‘Ik hou van mannen, ze zijn een ander soort dier’

De New Yorkse modeontwerpster Diane von Furstenberg leidde ‘een mannenleven in een vrouwenlichaam’, schrijft ze in haar pas verschenen autobiografie. Die vrijheid had ze te danken aan één ontwerp, dat van de wikkeljurk. ‘Plots belichaamde ik de Amerikaanse droom, want die jurk betaalde al mijn rekeningen, de opleiding van mijn kinderen, ze gaf me alles wat ik bezit.’

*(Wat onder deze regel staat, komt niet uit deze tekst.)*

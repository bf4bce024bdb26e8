//! Delimited-text table engine shared by the backing stores.
//!
//! Turns a load payload into table contents according to a
//! [`LoadJobConfig`], so every store applies header skipping, column
//! naming and write dispositions the same way.

use std::collections::HashSet;
use std::io::{Read, Write};

use anyhow::{bail, Context};
use csv::{ReaderBuilder, WriterBuilder};
use ledger_core::models::{LoadJobConfig, Row, SourceFormat, WriteDisposition};

// ── Table ─────────────────────────────────────────────────────────────────────

/// Column names plus string cells, one `Vec` per row.
#[derive(Debug, Clone, Default, PartialEq, Eq)]
pub struct Table {
    pub columns: Vec<String>,
    pub rows: Vec<Vec<String>>,
}

impl Table {
    pub fn new(columns: Vec<String>, rows: Vec<Vec<String>>) -> Self {
        Self { columns, rows }
    }

    /// Build a table from string slices. Handy for fixtures.
    pub fn from_strs(columns: &[&str], rows: &[&[&str]]) -> Self {
        Self {
            columns: columns.iter().map(|c| c.to_string()).collect(),
            rows: rows
                .iter()
                .map(|r| r.iter().map(|c| c.to_string()).collect())
                .collect(),
        }
    }

    pub fn row_count(&self) -> usize {
        self.rows.len()
    }

    /// Rows as column-name mappings.
    pub fn to_rows(&self) -> Vec<Row> {
        self.rows
            .iter()
            .map(|cells| {
                self.columns
                    .iter()
                    .cloned()
                    .zip(cells.iter().cloned())
                    .collect()
            })
            .collect()
    }

    /// Read the stored form: a header line followed by data rows.
    pub fn read_csv<R: Read>(reader: R) -> anyhow::Result<Self> {
        let mut rdr = ReaderBuilder::new().has_headers(true).from_reader(reader);
        let columns: Vec<String> = rdr
            .headers()
            .context("reading table header")?
            .iter()
            .map(str::to_string)
            .collect();

        let mut rows = Vec::new();
        for (idx, rec) in rdr.records().enumerate() {
            let rec = rec.with_context(|| format!("reading stored row {}", idx + 1))?;
            rows.push(rec.iter().map(str::to_string).collect());
        }

        Ok(Self { columns, rows })
    }

    /// Write the stored form. A table without columns writes nothing.
    pub fn write_csv<W: Write>(&self, writer: W) -> anyhow::Result<()> {
        if self.columns.is_empty() {
            return Ok(());
        }
        let mut wtr = WriterBuilder::new().from_writer(writer);
        wtr.write_record(&self.columns)?;
        for row in &self.rows {
            wtr.write_record(row)?;
        }
        wtr.flush()?;
        Ok(())
    }
}

// ── Load payloads ─────────────────────────────────────────────────────────────

/// A payload after parsing, before it meets the destination table.
#[derive(Debug, Clone, Default, PartialEq, Eq)]
pub struct ParsedLoad {
    /// Column names taken from the last skipped line, if it was not blank.
    pub header: Option<Vec<String>>,
    /// Data records with their 1-based line number in the source.
    pub rows: Vec<(usize, Vec<String>)>,
}

/// Parse a CSV payload, dropping the first `skip_leading_rows` physical lines.
///
/// Lines are counted before CSV parsing, so blank lines in the skipped region
/// count toward the skip.
pub fn parse_delimited(data: &[u8], skip_leading_rows: usize) -> anyhow::Result<ParsedLoad> {
    let (skipped, body) = split_leading_lines(data, skip_leading_rows);

    let mut parsed = ParsedLoad::default();
    if skipped.len() == skip_leading_rows {
        if let Some(last) = skipped.last() {
            parsed.header = parse_header_line(last)?;
        }
    }

    let mut rdr = ReaderBuilder::new()
        .has_headers(false)
        .flexible(true)
        .from_reader(body);

    for (idx, rec) in rdr.records().enumerate() {
        let rec = rec.with_context(|| format!("parsing row {}", skipped.len() + idx + 1))?;
        let line_in_body = rec.position().map_or(idx + 1, |p| p.line() as usize);
        let cells: Vec<String> = rec.iter().map(str::to_string).collect();
        parsed.rows.push((skipped.len() + line_in_body, cells));
    }

    Ok(parsed)
}

/// Split off up to `n` leading lines. Returns them without line endings,
/// plus the rest of the payload.
fn split_leading_lines(data: &[u8], n: usize) -> (Vec<&[u8]>, &[u8]) {
    let mut lines = Vec::with_capacity(n);
    let mut rest = data;
    while lines.len() < n && !rest.is_empty() {
        let (line, tail) = match rest.iter().position(|&b| b == b'\n') {
            Some(i) => (&rest[..i], &rest[i + 1..]),
            None => (rest, &rest[rest.len()..]),
        };
        lines.push(line.strip_suffix(b"\r").unwrap_or(line));
        rest = tail;
    }
    (lines, rest)
}

/// Parse one line as a CSV record. A blank line names nothing.
fn parse_header_line(line: &[u8]) -> anyhow::Result<Option<Vec<String>>> {
    let mut rdr = ReaderBuilder::new()
        .has_headers(false)
        .flexible(true)
        .from_reader(line);
    match rdr.records().next() {
        Some(rec) => {
            let rec = rec.context("parsing header line")?;
            Ok(Some(rec.iter().map(str::to_string).collect()))
        }
        None => Ok(None),
    }
}

/// Name header columns, filling blanks and rejecting duplicates.
fn header_columns(header: Vec<String>) -> anyhow::Result<Vec<String>> {
    let mut seen = HashSet::new();
    let mut columns = Vec::with_capacity(header.len());
    for (i, name) in header.into_iter().enumerate() {
        let name = name.trim();
        let name = if name.is_empty() {
            generated_column(i)
        } else {
            name.to_string()
        };
        if !seen.insert(name.clone()) {
            bail!("duplicate column name {name:?} in header");
        }
        columns.push(name);
    }
    Ok(columns)
}

fn generated_column(i: usize) -> String {
    format!("string_field_{i}")
}

/// Produce the destination table's new contents.
///
/// `existing` is the table as it is now, if it exists. Fails without side
/// effects when the payload does not fit the table.
pub fn apply_load(
    existing: Option<&Table>,
    payload: &[u8],
    config: &LoadJobConfig,
) -> anyhow::Result<Table> {
    match config.source_format {
        SourceFormat::Csv => {}
    }

    let parsed = parse_delimited(payload, config.skip_leading_rows)?;
    let existing_columns = existing.filter(|t| !t.columns.is_empty()).map(|t| &t.columns);

    let columns = match (parsed.header, existing_columns) {
        (Some(header), _) => header_columns(header)?,
        (None, Some(cols)) => cols.clone(),
        (None, None) => {
            let width = parsed.rows.first().map(|(_, r)| r.len()).unwrap_or(0);
            (0..width).map(generated_column).collect()
        }
    };

    let mut rows = Vec::with_capacity(parsed.rows.len());
    for (line, cells) in parsed.rows {
        if cells.len() != columns.len() {
            bail!(
                "row {line} has {} fields, expected {}",
                cells.len(),
                columns.len()
            );
        }
        rows.push(cells);
    }

    match config.write_disposition {
        WriteDisposition::Truncate => Ok(Table::new(columns, rows)),
        WriteDisposition::WriteEmpty => match existing {
            Some(t) if !t.rows.is_empty() => {
                bail!("table already contains {} rows", t.rows.len())
            }
            _ => Ok(Table::new(columns, rows)),
        },
        WriteDisposition::Append => match existing_columns {
            Some(cols) if *cols != columns => {
                bail!("columns {columns:?} do not match existing columns {cols:?}")
            }
            _ => {
                let mut all = existing.map(|t| t.rows.clone()).unwrap_or_default();
                all.extend(rows);
                Ok(Table::new(columns, all))
            }
        },
    }
}

// ── Tests ─────────────────────────────────────────────────────────────────────
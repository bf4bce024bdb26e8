//! Backing stores implementing the bulk-load and row-query capabilities.

pub mod local;
pub mod memory;

pub use local::LocalWarehouse;
pub use memory::MemoryWarehouse;

use std::sync::atomic::{AtomicU64, Ordering};

/// Job identifiers unique within the process.
#[derive(Debug, Default)]
pub(crate) struct JobIds {
    next: AtomicU64,
}

impl JobIds {
    pub(crate) fn next(&self, prefix: &str) -> String {
        let n = self.next.fetch_add(1, Ordering::Relaxed) + 1;
        format!(
            "{prefix}_{}_{n:06}",
            chrono::Utc::now().format("%Y%m%d%H%M%S")
        )
    }
}
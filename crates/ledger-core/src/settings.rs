use clap::{Parser, Subcommand};
use regex::Regex;
use serde::{Deserialize, Serialize};
use std::path::{Path, PathBuf};
use std::sync::OnceLock;

use crate::error::{LedgerError, Result};
use crate::models::{TableReference, DEFAULT_HEADER_ROWS_TO_SKIP};

/// Tables that may be (re)loaded from a file.
pub const ALLOWED_TABLES: [&str; 5] = ["ledger", "accounts", "categories", "cost_centers", "tenants"];

pub const DEFAULT_PROJECT_ID: &str = "local";
pub const DEFAULT_DATASET: &str = "bookkeeping";
pub const DEFAULT_LEDGER_TABLE: &str = "ledger";
pub const DEFAULT_BIND: &str = "127.0.0.1:8080";

// ── WarehouseConfig ────────────────────────────────────────────────────────────

/// Where tables live in the backing store.
///
/// Passed explicitly to the loader and the aggregator when they are built.
#[derive(Debug, Clone, PartialEq, Eq, Serialize, Deserialize)]
pub struct WarehouseConfig {
    pub project_id: String,
    pub dataset: String,
    /// Table the aggregator reads ledger rows from.
    pub ledger_table: String,
}

impl Default for WarehouseConfig {
    fn default() -> Self {
        Self {
            project_id: DEFAULT_PROJECT_ID.to_string(),
            dataset: DEFAULT_DATASET.to_string(),
            ledger_table: DEFAULT_LEDGER_TABLE.to_string(),
        }
    }
}

impl WarehouseConfig {
    pub fn new(project_id: impl Into<String>, dataset: impl Into<String>) -> Self {
        Self {
            project_id: project_id.into(),
            dataset: dataset.into(),
            ..Self::default()
        }
    }

    /// Resolve a logical table name to its full reference.
    pub fn table_ref(&self, table: &str) -> Result<TableReference> {
        validate_table_name(table)?;
        Ok(TableReference {
            project_id: self.project_id.clone(),
            dataset: self.dataset.clone(),
            table: table.to_string(),
        })
    }

    /// Reference to the ledger table.
    pub fn ledger_ref(&self) -> Result<TableReference> {
        self.table_ref(&self.ledger_table)
    }
}

/// Reject names that are empty or not plain identifiers.
pub fn validate_table_name(table: &str) -> Result<()> {
    static PATTERN: OnceLock<Regex> = OnceLock::new();
    let re = PATTERN.get_or_init(|| {
        Regex::new(r"^[A-Za-z_][A-Za-z0-9_]{0,1023}$").expect("table name pattern is valid")
    });
    if re.is_match(table) {
        Ok(())
    } else {
        Err(LedgerError::InvalidTableName(table.to_string()))
    }
}

/// `true` when `table` may be loaded through the CLI or HTTP surfaces.
pub fn is_allowed_table(table: &str) -> bool {
    ALLOWED_TABLES.contains(&table)
}

// ── Settings (CLI) ─────────────────────────────────────────────────────────────

/// Bulk table loads and cash-flow summaries for the bookkeeping warehouse
#[derive(Parser, Debug, Clone)]
#[command(
    name = "ledger-loader",
    about = "Bulk table loads and cash-flow summaries for the bookkeeping warehouse",
    version
)]
pub struct Settings {
    /// Warehouse project
    #[arg(long, global = true, env = "LEDGER_PROJECT_ID")]
    pub project_id: Option<String>,

    /// Logical dataset name
    #[arg(long, global = true, env = "LEDGER_DATASET")]
    pub dataset: Option<String>,

    /// Table holding ledger rows
    #[arg(long, global = true, env = "LEDGER_TABLE")]
    pub ledger_table: Option<String>,

    /// Root directory of the local warehouse
    #[arg(long, global = true, env = "LEDGER_WAREHOUSE_DIR")]
    pub warehouse_dir: Option<PathBuf>,

    /// Config file path
    #[arg(long, global = true)]
    pub config: Option<PathBuf>,

    /// Write the resolved configuration back to the config file
    #[arg(long, global = true)]
    pub save_config: bool,

    /// Logging level
    #[arg(long, global = true, default_value = "INFO", env = "LEDGER_LOG_LEVEL")]
    pub log_level: String,

    #[command(subcommand)]
    pub command: Command,
}

#[derive(Subcommand, Debug, Clone, PartialEq, Eq)]
pub enum Command {
    /// Replace a table's contents with each CSV file in turn
    Load {
        /// CSV files to load
        #[arg(required = true)]
        files: Vec<PathBuf>,

        /// Destination table
        #[arg(long, value_parser = ALLOWED_TABLES)]
        table: String,

        /// Leading rows to skip in every file
        #[arg(long, default_value_t = DEFAULT_HEADER_ROWS_TO_SKIP)]
        skip_rows: usize,
    },

    /// Print predicted and realized totals per period
    Summarize {
        /// Bucketing unit
        #[arg(long, default_value = "month", value_parser = ["day", "month"])]
        granularity: String,

        /// Emit JSON instead of a table
        #[arg(long)]
        json: bool,
    },

    /// Serve the upload and summary endpoints
    Serve {
        /// Listen address
        #[arg(long)]
        bind: Option<String>,
    },
}

/// Settings after merging CLI flags, environment and the config file.
#[derive(Debug, Clone, PartialEq, Eq)]
pub struct ResolvedSettings {
    pub warehouse: WarehouseConfig,
    pub warehouse_dir: PathBuf,
    pub bind: String,
    pub config_path: PathBuf,
}

impl Settings {
    /// Merge with the config file; flags and environment always win.
    pub fn resolve(&self) -> Result<ResolvedSettings> {
        let config_path = self.config.clone().unwrap_or_else(FileConfig::config_path);
        let file = FileConfig::load_from(&config_path);

        let warehouse = WarehouseConfig {
            project_id: pick(&self.project_id, &file.project_id, DEFAULT_PROJECT_ID),
            dataset: pick(&self.dataset, &file.dataset, DEFAULT_DATASET),
            ledger_table: pick(&self.ledger_table, &file.ledger_table, DEFAULT_LEDGER_TABLE),
        };
        if warehouse.project_id.trim().is_empty() || warehouse.dataset.trim().is_empty() {
            return Err(LedgerError::Config(
                "project_id and dataset must not be empty".to_string(),
            ));
        }
        validate_table_name(&warehouse.ledger_table)?;

        let warehouse_dir = self
            .warehouse_dir
            .clone()
            .or(file.warehouse_dir)
            .unwrap_or_else(default_warehouse_dir);

        let cli_bind = match &self.command {
            Command::Serve { bind } => bind.clone(),
            _ => None,
        };
        let bind = pick(&cli_bind, &file.bind, DEFAULT_BIND);

        Ok(ResolvedSettings {
            warehouse,
            warehouse_dir,
            bind,
            config_path,
        })
    }
}

fn pick(cli: &Option<String>, file: &Option<String>, default: &str) -> String {
    cli.clone()
        .or_else(|| file.clone())
        .unwrap_or_else(|| default.to_string())
}

/// `~/.ledger-loader/`, or `./.ledger-loader/` without a home directory.
pub fn app_dir() -> PathBuf {
    dirs::home_dir()
        .unwrap_or_else(|| PathBuf::from("."))
        .join(".ledger-loader")
}

pub fn default_warehouse_dir() -> PathBuf {
    app_dir().join("warehouse")
}

// ── FileConfig ─────────────────────────────────────────────────────────────────

/// Optional settings persisted to `~/.ledger-loader/config.json`.
#[derive(Debug, Serialize, Deserialize, Default, Clone, PartialEq, Eq)]
pub struct FileConfig {
    #[serde(skip_serializing_if = "Option::is_none")]
    pub project_id: Option<String>,
    #[serde(skip_serializing_if = "Option::is_none")]
    pub dataset: Option<String>,
    #[serde(skip_serializing_if = "Option::is_none")]
    pub ledger_table: Option<String>,
    #[serde(skip_serializing_if = "Option::is_none")]
    pub warehouse_dir: Option<PathBuf>,
    #[serde(skip_serializing_if = "Option::is_none")]
    pub bind: Option<String>,
}

impl FileConfig {
    pub fn config_path() -> PathBuf {
        Self::config_path_in(&dirs::home_dir().unwrap_or_else(|| PathBuf::from(".")))
    }

    /// Config path rooted at `base_dir`.
    pub fn config_path_in(base_dir: &Path) -> PathBuf {
        base_dir.join(".ledger-loader").join("config.json")
    }

    /// Returns `Default` when the file is absent or cannot be parsed.
    pub fn load_from(path: &Path) -> Self {
        let Ok(content) = std::fs::read_to_string(path) else {
            return Self::default();
        };
        match serde_json::from_str(&content) {
            Ok(cfg) => cfg,
            Err(e) => {
                tracing::warn!(path = %path.display(), error = %e, "ignoring unreadable config file");
                Self::default()
            }
        }
    }

    /// Atomically write the config, creating parent directories if needed.
    pub fn save_to(&self, path: &Path) -> std::result::Result<(), std::io::Error> {
        if let Some(parent) = path.parent() {
            std::fs::create_dir_all(parent)?;
        }

        let json = serde_json::to_string_pretty(self).map_err(std::io::Error::other)?;

        let tmp = path.with_extension("json.tmp");
        std::fs::write(&tmp, &json)?;
        std::fs::rename(&tmp, path)?;

        Ok(())
    }
}

impl From<&ResolvedSettings> for FileConfig {
    fn from(s: &ResolvedSettings) -> Self {
        FileConfig {
            project_id: Some(s.warehouse.project_id.clone()),
            dataset: Some(s.warehouse.dataset.clone()),
            ledger_table: Some(s.warehouse.ledger_table.clone()),
            warehouse_dir: Some(s.warehouse_dir.clone()),
            bind: Some(s.bind.clone()),
        }
    }
}

// ── Tests ──────────────────────────────────────────────────────────────────────
//! Runtime layer of the ledger pipeline.
//!
//! Moves blocking loads and summaries onto worker threads, stages uploaded
//! files on disk, and exposes both operations over HTTP.

pub mod http;
pub mod jobs;

pub use ledger_core as core;
pub use ledger_data as data;
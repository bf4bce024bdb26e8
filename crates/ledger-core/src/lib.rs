//! Shared foundation for the ledger pipeline.
//!
//! Error taxonomy, domain models, warehouse configuration and the traits
//! the backing data store must implement.

pub mod error;
pub mod models;
pub mod settings;
pub mod store;

pub use error::{LedgerError, LoadError, Result};
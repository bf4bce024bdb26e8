//! Bulk CSV loads that fully replace a destination table.
//!
//! Every load is submitted with a `TRUNCATE` write disposition, so loading
//! the same file twice leaves the table exactly as loading it once.

use std::fs::File;
use std::path::Path;
use std::sync::Arc;

use ledger_core::error::LoadError;
use ledger_core::models::{LoadJobConfig, LoadRequest, LoadSummary};
use ledger_core::settings::WarehouseConfig;
use ledger_core::store::BulkLoadStore;
use tracing::{info, warn};

/// Loads local CSV files into tables of the backing store.
pub struct TableLoader {
    store: Arc<dyn BulkLoadStore>,
    config: WarehouseConfig,
}

impl TableLoader {
    pub fn new(store: Arc<dyn BulkLoadStore>, config: WarehouseConfig) -> Self {
        Self { store, config }
    }

    pub fn config(&self) -> &WarehouseConfig {
        &self.config
    }

    /// Replace `destination_table` with the rows of `source_path`.
    ///
    /// Blocks until the backing job finishes. Never retries; a failed job
    /// leaves the table as it was.
    pub fn load(&self, request: &LoadRequest) -> Result<LoadSummary, LoadError> {
        let mut file = open_source(&request.source_path)?;

        let table = self
            .config
            .table_ref(&request.destination_table)
            .map_err(|e| LoadError::LoadFailed {
                table: request.destination_table.clone(),
                reason: e.to_string(),
            })?;
        let job_config = LoadJobConfig::csv_truncate(request.header_rows_to_skip);

        let job = self
            .store
            .submit_load(&mut file, &table, &job_config)
            .map_err(|e| {
                warn!(table = %table, error = %format!("{e:#}"), "load job rejected");
                LoadError::load_failed(table.to_string(), &e)
            })?;
        drop(file);

        info!(
            table = %table,
            job_id = job.job_id(),
            path = %request.source_path.display(),
            "load job submitted"
        );

        let stats = job.await_completion().map_err(|e| {
            warn!(table = %table, error = %format!("{e:#}"), "load job failed");
            LoadError::load_failed(table.to_string(), &e)
        })?;

        info!(table = %table, job_id = %stats.job_id, rows = stats.output_rows, "table replaced");
        Ok(LoadSummary {
            table: table.to_string(),
            job_id: stats.job_id,
            rows_loaded: stats.output_rows,
        })
    }

    /// Shorthand for [`TableLoader::load`].
    pub fn load_csv(
        &self,
        source_path: impl AsRef<Path>,
        destination_table: &str,
        header_rows_to_skip: usize,
    ) -> Result<LoadSummary, LoadError> {
        let request = LoadRequest::new(source_path.as_ref(), destination_table)
            .with_header_rows_to_skip(header_rows_to_skip);
        self.load(&request)
    }
}

/// Open the source for reading. Directories count as unreadable.
fn open_source(path: &Path) -> Result<File, LoadError> {
    let not_found = |source| LoadError::FileNotFound {
        path: path.to_path_buf(),
        source,
    };

    let file = File::open(path).map_err(not_found)?;
    let meta = file.metadata().map_err(not_found)?;
    if !meta.is_file() {
        return Err(not_found(std::io::Error::new(
            std::io::ErrorKind::InvalidInput,
            "not a regular file",
        )));
    }
    Ok(file)
}

// ── Tests ─────────────────────────────────────────────────────────────────────
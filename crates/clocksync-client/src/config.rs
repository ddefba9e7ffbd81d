// Copyright 2026 U.S. Federal Government (in countries where recognized)
// SPDX-License-Identifier: Apache-2.0

use std::time::Duration;

use crate::error::{ConfigError, Result};
use crate::protocol::{self, Version};

/// Default per-attempt send/receive timeout.
pub const DEFAULT_TIMEOUT: Duration = Duration::from_secs(5);

/// Default pause between two samples of one cycle.
pub const DEFAULT_REQUEST_INTERVAL: Duration = Duration::from_secs(60);

/// Request counts must stay strictly below this ceiling.
pub const MAX_REQUEST_COUNT: u32 = 1000;

/// Immutable connector configuration.
///
/// Built with [`ConnectorConfig::builder`]; every constraint is checked once in
/// [`ConnectorConfigBuilder::build`] so a cycle never starts with bad settings.
#[derive(Clone, Debug, Eq, PartialEq)]
pub struct ConnectorConfig {
    host: String,
    port: u16,
    timeout: Duration,
    version: Version,
    request_count: u32,
    request_interval: Duration,
    clock_shift_window: Duration,
}

impl ConnectorConfig {
    /// Create a builder with all defaults and no host.
    pub fn builder() -> ConnectorConfigBuilder {
        ConnectorConfigBuilder::new()
    }

    /// Server host name or address literal.
    pub fn host(&self) -> &str {
        &self.host
    }

    /// Server port.
    pub fn port(&self) -> u16 {
        self.port
    }

    /// `host:port`, as used for resolution and in messages.
    pub fn address(&self) -> String {
        format!("{}:{}", self.host, self.port)
    }

    /// Per-attempt send/receive timeout. `Duration::ZERO` means no timeout.
    pub fn timeout(&self) -> Duration {
        self.timeout
    }

    /// Protocol version requests are sent with.
    pub fn version(&self) -> Version {
        self.version
    }

    /// Number of round trips per cycle. Zero disables the network entirely.
    pub fn request_count(&self) -> u32 {
        self.request_count
    }

    /// Pause between samples.
    pub fn request_interval(&self) -> Duration {
        self.request_interval
    }

    /// Window over which a backward correction is phased in. Zero applies it at once.
    pub fn clock_shift_window(&self) -> Duration {
        self.clock_shift_window
    }
}

/// Builder for [`ConnectorConfig`].
#[derive(Clone, Debug)]
pub struct ConnectorConfigBuilder {
    host: Option<String>,
    port: u16,
    timeout: Duration,
    version: u8,
    request_count: u32,
    request_interval: Duration,
    clock_shift_window: Duration,
}

impl ConnectorConfigBuilder {
    fn new() -> Self {
        ConnectorConfigBuilder {
            host: None,
            port: protocol::PORT,
            timeout: DEFAULT_TIMEOUT,
            version: Version::V4.value(),
            request_count: 1,
            request_interval: DEFAULT_REQUEST_INTERVAL,
            clock_shift_window: Duration::ZERO,
        }
    }

    /// Set the server host name or address literal (required).
    pub fn host(mut self, host: impl Into<String>) -> Self {
        self.host = Some(host.into());
        self
    }

    /// Set the server port (default: 123).
    pub fn port(mut self, port: u16) -> Self {
        self.port = port;
        self
    }

    /// Set the per-attempt timeout (default: 5s). `Duration::ZERO` blocks indefinitely.
    pub fn timeout(mut self, timeout: Duration) -> Self {
        self.timeout = timeout;
        self
    }

    /// Set the protocol version, 3 or 4 (default: 4).
    pub fn version(mut self, version: u8) -> Self {
        self.version = version;
        self
    }

    /// Set the number of round trips per cycle, 0 to 999 (default: 1).
    pub fn request_count(mut self, count: u32) -> Self {
        self.request_count = count;
        self
    }

    /// Set the pause between samples (default: 60s). Must be non-zero.
    pub fn request_interval(mut self, interval: Duration) -> Self {
        self.request_interval = interval;
        self
    }

    /// Set the clock-shift window (default: zero, corrections apply at once).
    pub fn clock_shift_window(mut self, window: Duration) -> Self {
        self.clock_shift_window = window;
        self
    }

    /// Validate the settings and produce the configuration.
    pub fn build(self) -> Result<ConnectorConfig> {
        let host = match self.host {
            Some(host) if !host.trim().is_empty() => host,
            _ => return Err(ConfigError::MissingHost.into()),
        };
        let version = match Version::new(self.version) {
            Some(v) if v >= Version::V3 => v,
            _ => {
                return Err(ConfigError::InvalidVersion {
                    version: self.version,
                }
                .into());
            }
        };
        if self.request_count >= MAX_REQUEST_COUNT {
            return Err(ConfigError::InvalidRequestCount {
                count: self.request_count,
            }
            .into());
        }
        if self.request_interval.is_zero() {
            return Err(ConfigError::NonPositiveInterval.into());
        }
        Ok(ConnectorConfig {
            host,
            port: self.port,
            timeout: self.timeout,
            version,
            request_count: self.request_count,
            request_interval: self.request_interval,
            clock_shift_window: self.clock_shift_window,
        })
    }
}

#[cfg(test)]
mod tests {
    use super::*;
    use crate::error::NtpError;

    fn config_error(result: Result<ConnectorConfig>) -> ConfigError {
        match result {
            Err(NtpError::Config(e)) => e,
            other => panic!("expected a config error, got {other:?}"),
        }
    }

    #[test]
    fn defaults() {
        let config = ConnectorConfig::builder().host("time.example").build().unwrap();
        assert_eq!(config.host(), "time.example");
        assert_eq!(config.port(), 123);
        assert_eq!(config.address(), "time.example:123");
        assert_eq!(config.timeout(), Duration::from_secs(5));
        assert_eq!(config.version(), Version::V4);
        assert_eq!(config.request_count(), 1);
        assert_eq!(config.request_interval(), Duration::from_secs(60));
        assert_eq!(config.clock_shift_window(), Duration::ZERO);
    }

    #[test]
    fn host_is_required() {
        assert_eq!(
            config_error(ConnectorConfig::builder().build()),
            ConfigError::MissingHost
        );
        assert_eq!(
            config_error(ConnectorConfig::builder().host("  ").build()),
            ConfigError::MissingHost
        );
    }

    #[test]
    fn request_count_ceiling() {
        let ok = ConnectorConfig::builder()
            .host("h")
            .request_count(999)
            .build()
            .unwrap();
        assert_eq!(ok.request_count(), 999);
        assert!(
            ConnectorConfig::builder()
                .host("h")
                .request_count(0)
                .build()
                .is_ok()
        );
        assert_eq!(
            config_error(ConnectorConfig::builder().host("h").request_count(1000).build()),
            ConfigError::InvalidRequestCount { count: 1000 }
        );
    }

    #[test]
    fn only_versions_three_and_four() {
        for version in [3, 4] {
            let config = ConnectorConfig::builder()
                .host("h")
                .version(version)
                .build()
                .unwrap();
            assert_eq!(config.version().value(), version);
        }
        for version in [0, 1, 2, 5, 7] {
            assert_eq!(
                config_error(ConnectorConfig::builder().host("h").version(version).build()),
                ConfigError::InvalidVersion { version }
            );
        }
    }

    #[test]
    fn interval_must_be_positive() {
        assert_eq!(
            config_error(
                ConnectorConfig::builder()
                    .host("h")
                    .request_interval(Duration::ZERO)
                    .build()
            ),
            ConfigError::NonPositiveInterval
        );
    }

    #[test]
    fn zero_timeout_is_allowed() {
        let config = ConnectorConfig::builder()
            .host("h")
            .timeout(Duration::ZERO)
            .build()
            .unwrap();
        assert!(config.timeout().is_zero());
    }
}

Diane von Furstenberg, 68 jaar, is de uitvindster van de wikkeljurk, de knielange japon die de vrouwelijke lichaamsvormen tot hun recht laat komen. De jurk werd beroemd, de uitvindster ook. Ze zou de ‘machtigste vrouw van de mode-industrie’ zijn, aldus het economische magazine Forbes in 2012. Nu heeft Diane Furstenberg haar autobiografie geschreven: The Woman I Wanted to Be (Simon & Schuster, New York). Daarin vertelt ze over haar kindertijd in België als dochter van een moeder die Auschwitz heeft overleefd, over haar jetsetleven aan de zijde van haar eerste man, Eduard Egon Prinz zu Fürstenberg en over de manier waarop ze de modewereld veroverde.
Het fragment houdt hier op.